In the year I spent in the Red Zone of Baghdad, my only preoccupation was doing whatever I could to address the misfortunes of people in agony.
That's what led me to incur risks and tolerate logistical insanities that made me want to laugh and cry at the same time. For example, the Arab countries, which were so determined that I go immediately to Baghdad, withdrew security protection on the eve of my departure.
I was expected to rely on Iraqi security with all of the dangers that that would have entailed. I was sent to Iraq without even the most rudimentary protection. Despite uncounted threats and dangers, it took the Arab League seven months to provide me with an armoured car.
A European colleague initiated a security audit on my behalf, which found my conditions almost suicidal. No international insurance company would cover me. None of those contacted in New York and London by my friend, Ron Bruder, were willing to run the risk of insuring me. The only company that would insure me was in Cairo and it insisted that the policy not cover kidnapping or untimely death.
At least, I had the illusion of being insured.
My house in Baghdad, which served simultaneously as an office and residence, was surrounded by concrete blocks that only rose and multiplied as the security situation deteriorated, until all that I could see were my Peshmerga security sheltering behind the walls. This dwelling became a metaphor of my frustration and despair.
Here's what I remember:
The chopped-off head given as a soccer ball to young boys, while the adults watched, not in horror, but in approval. The head had belonged to a driver from another sect.
The easy smile of our thick-moustachioed baker, who was killed by an armed group that had decided to kill all bakers who refused to close their businesses.
The hysterical joy of my neighbour the night a "Katyusha" rocket fell in the garden separating our houses but did not explode, as he repeated over and over "we have a new life!"

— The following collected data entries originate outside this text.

//! Role-scoped query/reporting engine.
//!
//! Every function here is a pure view over the full record set plus a
//! verified caller identity: no mutation, no I/O. The HTTP layer loads the
//! records and hands them in.

use chrono::NaiveDate;
use rust_decimal::Decimal;
use serde::{Deserialize, Serialize};
use serde_json::Value;

use crate::domain::request::{ReimbursementRequest, RequestId, RequestStatus};
use crate::domain::user::Role;
use crate::errors::DomainError;
use crate::identity::VerifiedIdentity;

pub const DEFAULT_RECENT_ACTIVITY_LIMIT: usize = 5;

/// How approver-scoped views resolve "my" requests. The `approver_id`
/// relation always wins when a record carries one; `Legacy` additionally
/// matches the free-text `approver` field by case-insensitive containment of
/// the caller's display name, for records predating the id relation.
#[derive(Clone, Copy, Debug, PartialEq, Eq)]
pub enum ApproverMatching {
    Strict,
    Legacy,
}

#[derive(Clone, Debug, Default, Deserialize)]
#[serde(rename_all = "camelCase")]
pub struct ReportFilter {
    /// Exact status label; `All` (or absence) disables the filter.
    pub status: Option<String>,
    /// Matches when any line item carries this bill type.
    pub bill_type: Option<String>,
    /// Inclusive lower bound on `request_date`; unparseable values are ignored.
    pub from_date: Option<String>,
    /// Inclusive upper bound on `request_date`; unparseable values are ignored.
    pub to_date: Option<String>,
    /// Case-insensitive substring probe across every scalar field.
    pub global_search: Option<String>,
}

#[derive(Clone, Debug, PartialEq, Serialize)]
#[serde(rename_all = "camelCase")]
pub struct ReportRow {
    pub id: RequestId,
    pub date: NaiveDate,
    pub amount: Decimal,
    pub approver: String,
    pub status: RequestStatus,
    pub bill_type: String,
    #[serde(skip_serializing_if = "Option::is_none")]
    pub file_path: Option<String>,
    #[serde(skip_serializing_if = "Option::is_none")]
    pub file_name: Option<String>,
    #[serde(skip_serializing_if = "Option::is_none")]
    pub mime_type: Option<String>,
}

#[derive(Clone, Debug, Default, PartialEq, Eq, Serialize)]
#[serde(rename_all = "camelCase")]
pub struct RequesterSummary {
    pub pending: usize,
    pub approved: usize,
    pub rejected: usize,
    pub drafts: usize,
}

#[derive(Clone, Debug, PartialEq, Serialize)]
#[serde(rename_all = "camelCase")]
pub struct ActivityRow {
    pub id: RequestId,
    pub date: NaiveDate,
    pub status: RequestStatus,
    pub amount: Decimal,
    #[serde(skip_serializing_if = "Option::is_none")]
    pub file_path: Option<String>,
    #[serde(skip_serializing_if = "Option::is_none")]
    pub file_name: Option<String>,
    #[serde(skip_serializing_if = "Option::is_none")]
    pub mime_type: Option<String>,
}

#[derive(Clone, Debug, Default, PartialEq, Serialize)]
#[serde(rename_all = "camelCase")]
pub struct ApproverSummary {
    pub pending_my_approval: usize,
    pub approved_by_me: usize,
    pub rejected_by_me: usize,
    pub total_requests_reviewed: usize,
    pub total_amount_to_approve: Decimal,
}

#[derive(Clone, Debug, PartialEq, Serialize)]
#[serde(rename_all = "camelCase")]
pub struct PendingRow {
    pub id: RequestId,
    pub request_date: NaiveDate,
    pub requester_name: String,
    pub approver: String,
    pub status: RequestStatus,
    pub total_amount: Decimal,
}

/// Requesters see their own records; approvers and admins see everything,
/// subject to the explicit filters.
pub fn requester_report(
    records: &[ReimbursementRequest],
    identity: &VerifiedIdentity,
    filter: &ReportFilter,
) -> Vec<ReportRow> {
    let status = normalized_status_filter(filter.status.as_deref());
    let bill_type = normalized_text(filter.bill_type.as_deref());
    let from_date = parse_filter_date(filter.from_date.as_deref());
    let to_date = parse_filter_date(filter.to_date.as_deref());
    let needle = normalized_text(filter.global_search.as_deref()).map(|s| s.to_lowercase());

    visible_records(records, identity)
        .filter(|record| match &status {
            Some(wanted) => record.status.label().eq_ignore_ascii_case(wanted),
            None => true,
        })
        .filter(|record| match &bill_type {
            Some(wanted) => record
                .line_items
                .iter()
                .any(|line| line.bill_type.eq_ignore_ascii_case(wanted)),
            None => true,
        })
        .filter(|record| from_date.map_or(true, |from| record.request_date >= from))
        .filter(|record| to_date.map_or(true, |to| record.request_date <= to))
        .filter(|record| needle.as_deref().map_or(true, |needle| matches_search(record, needle)))
        .map(report_row)
        .collect()
}

/// Counts over the caller's own records, bucketed by status class. Draft is
/// its own literal bucket; anything else outside the three classes is left
/// uncounted.
pub fn requester_summary(
    records: &[ReimbursementRequest],
    identity: &VerifiedIdentity,
) -> RequesterSummary {
    own_records(records, identity).fold(RequesterSummary::default(), |mut summary, record| {
        if record.status == RequestStatus::Draft {
            summary.drafts += 1;
        } else if record.status.is_pending_class() {
            summary.pending += 1;
        } else if record.status.is_approved_class() {
            summary.approved += 1;
        } else if record.status.is_rejected_class() {
            summary.rejected += 1;
        }
        summary
    })
}

/// The caller's own records, newest first, truncated to `limit`.
pub fn recent_activity(
    records: &[ReimbursementRequest],
    identity: &VerifiedIdentity,
    limit: usize,
) -> Vec<ActivityRow> {
    let mut own: Vec<&ReimbursementRequest> = own_records(records, identity).collect();
    own.sort_by(|left, right| {
        right
            .request_date
            .cmp(&left.request_date)
            .then_with(|| left.id.0.cmp(&right.id.0))
    });

    own.into_iter()
        .take(limit)
        .map(|record| {
            let bill = record.first_bill();
            ActivityRow {
                id: record.id.clone(),
                date: record.request_date,
                status: record.status,
                amount: record.total_amount(),
                file_path: bill.map(|bill| bill.url.clone()),
                file_name: bill.map(|bill| bill.name.clone()),
                mime_type: bill.map(|bill| bill.mime_type.clone()),
            }
        })
        .collect()
}

/// Dashboard counters over the approver's relevant set.
pub fn approver_summary(
    records: &[ReimbursementRequest],
    identity: &VerifiedIdentity,
    matching: ApproverMatching,
) -> Result<ApproverSummary, DomainError> {
    let relevant = relevant_records(records, identity, matching)?;

    let mut summary = ApproverSummary::default();
    for record in relevant {
        if record.status.is_pending_class() {
            summary.pending_my_approval += 1;
            summary.total_amount_to_approve += record.total_amount();
        } else if record.status.is_approved_class() {
            summary.approved_by_me += 1;
        } else if record.status.is_rejected_class() {
            summary.rejected_by_me += 1;
        }
    }
    summary.total_requests_reviewed = summary.approved_by_me + summary.rejected_by_me;

    Ok(summary)
}

/// Pending-class records from the relevant set, oldest first (FIFO review).
pub fn approver_pending_queue(
    records: &[ReimbursementRequest],
    identity: &VerifiedIdentity,
    matching: ApproverMatching,
) -> Result<Vec<PendingRow>, DomainError> {
    let mut pending: Vec<&ReimbursementRequest> = relevant_records(records, identity, matching)?
        .into_iter()
        .filter(|record| record.status.is_pending_class())
        .collect();

    pending.sort_by(|left, right| {
        left.request_date
            .cmp(&right.request_date)
            .then_with(|| left.id.0.cmp(&right.id.0))
    });

    Ok(pending
        .into_iter()
        .map(|record| PendingRow {
            id: record.id.clone(),
            request_date: record.request_date,
            requester_name: record.requester_name.clone(),
            approver: record.approver.clone(),
            status: record.status,
            total_amount: record.total_amount(),
        })
        .collect())
}

fn report_row(record: &ReimbursementRequest) -> ReportRow {
    let bill = record.first_bill();
    ReportRow {
        id: record.id.clone(),
        date: record.request_date,
        amount: record.total_amount(),
        approver: record.approver.clone(),
        status: record.status,
        bill_type: record.primary_bill_type().to_string(),
        file_path: bill.map(|bill| bill.url.clone()),
        file_name: bill.map(|bill| bill.name.clone()),
        mime_type: bill.map(|bill| bill.mime_type.clone()),
    }
}

fn own_records<'a>(
    records: &'a [ReimbursementRequest],
    identity: &'a VerifiedIdentity,
) -> impl Iterator<Item = &'a ReimbursementRequest> {
    records.iter().filter(move |record| record.requester_id == identity.user_id)
}

fn visible_records<'a>(
    records: &'a [ReimbursementRequest],
    identity: &'a VerifiedIdentity,
) -> Box<dyn Iterator<Item = &'a ReimbursementRequest> + 'a> {
    match identity.role {
        Role::Requester => Box::new(own_records(records, identity)),
        Role::Approver | Role::Admin => Box::new(records.iter()),
    }
}

/// Admin sees everything. Approvers see records assigned to them by id, plus
/// legacy display-name containment matches when that mode is enabled.
fn relevant_records<'a>(
    records: &'a [ReimbursementRequest],
    identity: &VerifiedIdentity,
    matching: ApproverMatching,
) -> Result<Vec<&'a ReimbursementRequest>, DomainError> {
    identity.authorize_role(&[Role::Approver, Role::Admin])?;

    let Some(name) = identity.reviewer_name()? else {
        return Ok(records.iter().collect());
    };
    let name_lower = name.to_lowercase();

    Ok(records
        .iter()
        .filter(|record| {
            if let Some(approver_id) = &record.approver_id {
                return *approver_id == identity.user_id;
            }
            matching == ApproverMatching::Legacy
                && record.approver.to_lowercase().contains(&name_lower)
        })
        .collect())
}

fn normalized_status_filter(raw: Option<&str>) -> Option<String> {
    let value = raw?.trim();
    if value.is_empty() || value.eq_ignore_ascii_case("all") {
        return None;
    }
    Some(value.to_string())
}

fn normalized_text(raw: Option<&str>) -> Option<String> {
    raw.map(str::trim).filter(|value| !value.is_empty()).map(str::to_string)
}

fn parse_filter_date(raw: Option<&str>) -> Option<NaiveDate> {
    NaiveDate::parse_from_str(raw?.trim(), "%Y-%m-%d").ok()
}

fn matches_search(record: &ReimbursementRequest, needle_lower: &str) -> bool {
    let hit = |text: &str| text.to_lowercase().contains(needle_lower);

    hit(&record.id.0)
        || hit(&record.request_date.to_string())
        || hit(&record.requester_id.0)
        || hit(&record.requester_name)
        || hit(&record.approver)
        || hit(record.status.label())
        || hit(&record.stage)
        || hit(&record.overall_comments)
        || hit(&record.approver_comments)
        || hit(&record.bot_remarks)
        || record.attached_bills.iter().any(|bill| hit(&bill.name))
        || record.line_items.iter().any(|line| {
            hit(&line.bill_no)
                || hit(&line.vendor)
                || hit(&line.bill_type)
                || hit(&line.requester_comments)
                || hit(&line.amount.to_string())
        })
        || record.extra.values().any(|value| scalar_hit(value, needle_lower))
}

fn scalar_hit(value: &Value, needle_lower: &str) -> bool {
    match value {
        Value::String(text) => text.to_lowercase().contains(needle_lower),
        Value::Number(number) => number.to_string().contains(needle_lower),
        Value::Bool(flag) => flag.to_string().contains(needle_lower),
        Value::Null | Value::Array(_) | Value::Object(_) => false,
    }
}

The innocent smile of my guard, Mekdad, a 29-year-old father of six, including one severely disabled, who was killed in an ambush on his way home from protecting me.

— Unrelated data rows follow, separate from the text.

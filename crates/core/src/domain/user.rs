use chrono::{DateTime, Utc};
use serde::{Deserialize, Serialize};

use crate::errors::DomainError;

#[derive(Clone, Debug, PartialEq, Eq, Hash, Serialize, Deserialize)]
pub struct UserId(pub String);

#[derive(Clone, Copy, Debug, PartialEq, Eq, Serialize, Deserialize)]
pub enum Role {
    Requester,
    Approver,
    Admin,
}

impl Role {
    pub const fn label(self) -> &'static str {
        match self {
            Role::Requester => "Requester",
            Role::Approver => "Approver",
            Role::Admin => "Admin",
        }
    }
}

impl std::str::FromStr for Role {
    type Err = DomainError;

    fn from_str(value: &str) -> Result<Self, Self::Err> {
        match value.trim().to_ascii_lowercase().as_str() {
            "requester" => Ok(Self::Requester),
            "approver" => Ok(Self::Approver),
            "admin" => Ok(Self::Admin),
            other => Err(DomainError::Validation(format!(
                "unknown role `{other}` (expected Requester|Approver|Admin)"
            ))),
        }
    }
}

#[derive(Clone, Debug, PartialEq, Serialize, Deserialize)]
pub struct User {
    pub id: UserId,
    pub email: String,
    pub password_hash: String,
    pub role: Role,
    pub created_at: DateTime<Utc>,
}
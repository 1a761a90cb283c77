use sqlx::migrate::{MigrateError, Migrator};

use crate::DbPool;

pub static MIGRATOR: Migrator = sqlx::migrate!("../../migrations");

pub async fn run_pending(pool: &DbPool) -> Result<(), MigrateError> {
    MIGRATOR.run(pool).await
}

/// Cheap readiness probe used by the operator CLI: is the baseline schema in
/// place, or does `migrate` still need to run?
pub async fn schema_ready(pool: &DbPool) -> Result<bool, sqlx::Error> {
    let count: i64 = sqlx::query_scalar(
        "SELECT COUNT(*) FROM sqlite_master \
         WHERE type = 'table' AND name = 'reimbursement_request'",
    )
    .fetch_one(pool)
    .await?;

    Ok(count == 1)
}

#[cfg(test)]
mod tests {
    use sqlx::Row;

    use super::{run_pending, MIGRATOR};
    use crate::connect_with_settings;

    const MANAGED_TABLES: &[&str] =
        &["app_user", "reimbursement_request", "line_item", "attached_bill"];

    async fn table_count(pool: &sqlx::SqlitePool, name: &str) -> i64 {
        sqlx::query("SELECT COUNT(*) AS count FROM sqlite_master WHERE type = 'table' AND name = ?")
            .bind(name)
            .fetch_one(pool)
            .await
            .expect("query sqlite_master")
            .get::<i64, _>("count")
    }

    #[tokio::test]
    async fn migrations_create_baseline_tables() {
        let pool = connect_with_settings("sqlite::memory:", 1, 30).await.expect("connect");
        run_pending(&pool).await.expect("run migrations");

        for table in MANAGED_TABLES {
            assert_eq!(table_count(&pool, table).await, 1, "table `{table}` should exist");
        }
    }

    #[tokio::test]
    async fn migrations_are_reversible() {
        let pool = connect_with_settings("sqlite::memory:", 1, 30).await.expect("connect");
        run_pending(&pool).await.expect("run migrations");

        MIGRATOR.undo(&pool, 0).await.expect("undo migrations");

        for table in MANAGED_TABLES {
            assert_eq!(table_count(&pool, table).await, 0, "table `{table}` should be dropped");
        }

        run_pending(&pool).await.expect("re-run migrations");
        assert_eq!(table_count(&pool, "reimbursement_request").await, 1);
    }
}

The incredulity on the faces of my local staff when I sought vaccine for my adopted dog, Caramel, when they could not find vaccines for their own children.
The eyes of the children in the mornings as they came upon the bodies of neighbours killed in the night.

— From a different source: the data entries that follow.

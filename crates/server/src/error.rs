use axum::http::StatusCode;
use axum::response::{IntoResponse, Response};
use axum::Json;
use serde_json::json;
use thiserror::Error;

use claimdesk_core::errors::DomainError;
use claimdesk_db::repositories::RepositoryError;

/// Boundary error type: everything the core and storage layers can raise,
/// mapped onto an HTTP status and a structured JSON body.
#[derive(Debug, Error)]
pub enum ApiError {
    #[error("{0}")]
    Validation(String),
    #[error("caller identity could not be verified")]
    InvalidIdentity,
    #[error("{0}")]
    Forbidden(String),
    #[error("{0}")]
    NotFound(String),
    #[error("{0}")]
    Conflict(String),
    #[error("{0}")]
    InvalidTransition(String),
    #[error("storage failure: {0}")]
    Storage(String),
}

impl ApiError {
    pub fn status_code(&self) -> StatusCode {
        match self {
            ApiError::Validation(_) => StatusCode::BAD_REQUEST,
            ApiError::InvalidIdentity => StatusCode::UNAUTHORIZED,
            ApiError::Forbidden(_) => StatusCode::FORBIDDEN,
            ApiError::NotFound(_) => StatusCode::NOT_FOUND,
            ApiError::Conflict(_) | ApiError::InvalidTransition(_) => StatusCode::CONFLICT,
            ApiError::Storage(_) => StatusCode::SERVICE_UNAVAILABLE,
        }
    }

    pub fn request_not_found(id: &str) -> Self {
        ApiError::NotFound(format!("no reimbursement request with id `{id}`"))
    }
}

impl IntoResponse for ApiError {
    fn into_response(self) -> Response {
        let body = Json(json!({ "error": self.to_string() }));
        (self.status_code(), body).into_response()
    }
}

impl From<DomainError> for ApiError {
    fn from(value: DomainError) -> Self {
        match value {
            DomainError::Validation(message) => ApiError::Validation(message),
            DomainError::InvalidIdentity => ApiError::InvalidIdentity,
            DomainError::Forbidden(message) => ApiError::Forbidden(message),
            DomainError::InvalidTransition(error) => ApiError::InvalidTransition(error.to_string()),
        }
    }
}

impl From<RepositoryError> for ApiError {
    fn from(value: RepositoryError) -> Self {
        match value {
            RepositoryError::Conflict(message) => ApiError::Conflict(message),
            RepositoryError::StaleVersion { id, .. } => ApiError::Conflict(format!(
                "request `{id}` was modified concurrently; reload and retry"
            )),
            RepositoryError::Database(error) => ApiError::Storage(error.to_string()),
            RepositoryError::Decode(message) => ApiError::Storage(message),
        }
    }
}

#[cfg(test)]
mod tests {
    use axum::http::StatusCode;

    use claimdesk_core::domain::request::RequestStatus;
    use claimdesk_core::errors::DomainError;
    use claimdesk_core::transitions::{InvalidTransition, ReviewAction};
    use claimdesk_db::repositories::RepositoryError;

    use super::ApiError;

    #[test]
    fn domain_errors_map_to_the_documented_statuses() {
        let cases: Vec<(ApiError, StatusCode)> = vec![
            (DomainError::Validation("x".into()).into(), StatusCode::BAD_REQUEST),
            (DomainError::InvalidIdentity.into(), StatusCode::UNAUTHORIZED),
            (DomainError::Forbidden("x".into()).into(), StatusCode::FORBIDDEN),
            (
                DomainError::from(InvalidTransition {
                    from: RequestStatus::Processed,
                    action: ReviewAction::Approve,
                })
                .into(),
                StatusCode::CONFLICT,
            ),
        ];

        for (error, expected) in cases {
            assert_eq!(error.status_code(), expected, "{error}");
        }
    }

    #[test]
    fn stale_version_surfaces_as_conflict() {
        let error: ApiError =
            RepositoryError::StaleVersion { id: "REQ-1".to_string(), expected: 3 }.into();
        assert_eq!(error.status_code(), StatusCode::CONFLICT);
    }

    #[test]
    fn decode_failures_surface_as_storage_errors() {
        let error: ApiError = RepositoryError::Decode("bad row".to_string()).into();
        assert_eq!(error.status_code(), StatusCode::SERVICE_UNAVAILABLE);
    }
}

The grief of a father, who lost two brothers to Saddam Hussein's butchery, and had two daughters raped in front of his eyes by marauding militia.
The brutalization of Iraq's minorities unable to mount militias to defend themselves.
The contradiction of the comparative luxury, in which the inhabitants of the Green Zone lived, and continue to live, with the primitive conditions and misery of those in the Red Zone, more precisely, the rest of Iraq.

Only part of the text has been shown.